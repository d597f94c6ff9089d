//! Scalar vocabulary shared by the grammar, the byte codec, and the task
//! constructor: the four arithmetic kinds a field or a parameter can carry.

use serde::{Deserialize, Serialize};

/// A parameter as it appears in parsed source, before compilation.
///
/// Three of the four alternatives are static literals carried verbatim into
/// the byte buffer; `Dyn` is a reference resolved against the caller's
/// dynamic arguments at dispatch time (see `$N` in the grammar).
#[derive(Clone, Copy, Debug, PartialEq, Serialize, Deserialize)]
pub enum Parameter {
    Bool(bool),
    Int(i32),
    Float(f32),
    /// `$N` — index into the dynamic argument list supplied at `prepare`/`enqueue` time.
    Dyn(u32),
}

/// The one-byte tag stored ahead of every parameter slot's 4-byte payload.
///
/// Values are fixed by the wire format (§4.4 / §6.2) and must never change:
/// persisted test fixtures depend on this exact numbering.
#[derive(Clone, Copy, Debug, PartialEq, Eq, Serialize, Deserialize)]
#[repr(u8)]
pub enum ParamTag {
    Bool = 1,
    Int = 2,
    Float = 4,
    Dyn = 8,
}

impl ParamTag {
    pub fn from_byte(b: u8) -> Option<Self> {
        match b {
            1 => Some(ParamTag::Bool),
            2 => Some(ParamTag::Int),
            4 => Some(ParamTag::Float),
            8 => Some(ParamTag::Dyn),
            _ => None,
        }
    }
}

impl Parameter {
    pub fn tag(&self) -> ParamTag {
        match self {
            Parameter::Bool(_) => ParamTag::Bool,
            Parameter::Int(_) => ParamTag::Int,
            Parameter::Float(_) => ParamTag::Float,
            Parameter::Dyn(_) => ParamTag::Dyn,
        }
    }
}

/// The arithmetic kind of one field of a registered task type.
#[derive(Clone, Copy, Debug, PartialEq, Eq, Serialize, Deserialize)]
pub enum FieldKind {
    Bool,
    I32,
    F32,
    U32,
}

/// A typed value ready to be written into a task field, either copied from a
/// static parameter or supplied by the caller as a dynamic argument.
#[derive(Clone, Copy, Debug, PartialEq, Serialize, Deserialize)]
pub enum FieldValue {
    Bool(bool),
    I32(i32),
    F32(f32),
    U32(u32),
}

impl FieldValue {
    pub fn kind(&self) -> FieldKind {
        match self {
            FieldValue::Bool(_) => FieldKind::Bool,
            FieldValue::I32(_) => FieldKind::I32,
            FieldValue::F32(_) => FieldKind::F32,
            FieldValue::U32(_) => FieldKind::U32,
        }
    }
}

impl From<Parameter> for FieldValue {
    /// Static parameters carry their value straight across; a `Dyn` reference
    /// has no standalone value and must be resolved against `dyn_args` by the
    /// caller before conversion (callers never invoke this for `Dyn`).
    fn from(p: Parameter) -> Self {
        match p {
            Parameter::Bool(b) => FieldValue::Bool(b),
            Parameter::Int(i) => FieldValue::I32(i),
            Parameter::Float(f) => FieldValue::F32(f),
            Parameter::Dyn(_) => unreachable!("Dyn parameters are resolved, not converted"),
        }
    }
}

/// Outcome of one task operation or one engine step.
#[derive(Clone, Copy, Debug, PartialEq, Eq, Serialize, Deserialize)]
pub enum State {
    Busy,
    Failed,
    Success,
}

/// Which way the step engine is currently moving through the tree.
#[derive(Clone, Copy, Debug, PartialEq, Eq, Serialize, Deserialize)]
pub enum Direction {
    Down,
    Up,
}

/// The state + direction pair produced by the most recent step (`Header.last_result`).
#[derive(Clone, Copy, Debug, PartialEq, Eq, Serialize, Deserialize)]
pub struct StepResult {
    pub state: State,
    pub direction: Direction,
}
+ + + + +
- [WHAT TO PRODUCE]:
Starting with the first line, give back the whole listing exactly.

- [WORKED SOLUTION]:
repository d597f94c6ff9089d
//! Scalar vocabulary shared by the grammar, the byte codec, and the task
//! constructor: the four arithmetic kinds a field or a parameter can carry.

use serde::{Deserialize, Serialize};

/// A parameter as it appears in parsed source, before compilation.
///
/// Three of the four alternatives are static literals carried verbatim into
/// the byte buffer; `Dyn` is a reference resolved against the caller's
/// dynamic arguments at dispatch time (see `$N` in the grammar).
#[derive(Clone, Copy, Debug, PartialEq, Serialize, Deserialize)]
pub enum Parameter {
    Bool(bool),
    Int(i32),
    Float(f32),
    /// `$N` — index into the dynamic argument list supplied at `prepare`/`enqueue` time.
    Dyn(u32),
}

/// The one-byte tag stored ahead of every parameter slot's 4-byte payload.
///
/// Values are fixed by the wire format (§4.4 / §6.2) and must never change:
/// persisted test fixtures depend on this exact numbering.
#[derive(Clone, Copy, Debug, PartialEq, Eq, Serialize, Deserialize)]
#[repr(u8)]
pub enum ParamTag {
    Bool = 1,
    Int = 2,
    Float = 4,
    Dyn = 8,
}

impl ParamTag {
    pub fn from_byte(b: u8) -> Option<Self> {
        match b {
            1 => Some(ParamTag::Bool),
            2 => Some(ParamTag::Int),
            4 => Some(ParamTag::Float),
            8 => Some(ParamTag::Dyn),
            _ => None,
        }
    }
}

impl Parameter {
    pub fn tag(&self) -> ParamTag {
        match self {
            Parameter::Bool(_) => ParamTag::Bool,
            Parameter::Int(_) => ParamTag::Int,
            Parameter::Float(_) => ParamTag::Float,
            Parameter::Dyn(_) => ParamTag::Dyn,
        }
    }
}

/// The arithmetic kind of one field of a registered task type.
#[derive(Clone, Copy, Debug, PartialEq, Eq, Serialize, Deserialize)]
pub enum FieldKind {
    Bool,
    I32,
    F32,
    U32,
}

/// A typed value ready to be written into a task field, either copied from a
/// static parameter or supplied by the caller as a dynamic argument.
#[derive(Clone, Copy, Debug, PartialEq, Serialize, Deserialize)]
pub enum FieldValue {
    Bool(bool),
    I32(i32),
    F32(f32),
    U32(u32),
}

impl FieldValue {
    pub fn kind(&self) -> FieldKind {
        match self {
            FieldValue::Bool(_) => FieldKind::Bool,
            FieldValue::I32(_) => FieldKind::I32,
            FieldValue::F32(_) => FieldKind::F32,
            FieldValue::U32(_) => FieldKind::U32,
        }
    }
}

impl From<Parameter> for FieldValue {
    /// Static parameters carry their value straight across; a `Dyn` reference
    /// has no standalone value and must be resolved against `dyn_args` by the
    /// caller before conversion (callers never invoke this for `Dyn`).
    fn from(p: Parameter) -> Self {
        match p {
            Parameter::Bool(b) => FieldValue::Bool(b),
            Parameter::Int(i) => FieldValue::I32(i),
            Parameter::Float(f) => FieldValue::F32(f),
            Parameter::Dyn(_) => unreachable!("Dyn parameters are resolved, not converted"),
        }
    }
}

/// Outcome of one task operation or one engine step.
#[derive(Clone, Copy, Debug, PartialEq, Eq, Serialize, Deserialize)]
pub enum State {
    Busy,
    Failed,
    Success,
}

/// Which way the step engine is currently moving through the tree.
#[derive(Clone, Copy, Debug, PartialEq, Eq, Serialize, Deserialize)]
pub enum Direction {
    Down,
    Up,
}

/// The state + direction pair produced by the most recent step (`Header.last_result`).
#[derive(Clone, Copy, Debug, PartialEq, Eq, Serialize, Deserialize)]
pub struct StepResult {
    pub state: State,
    pub direction: Direction,
}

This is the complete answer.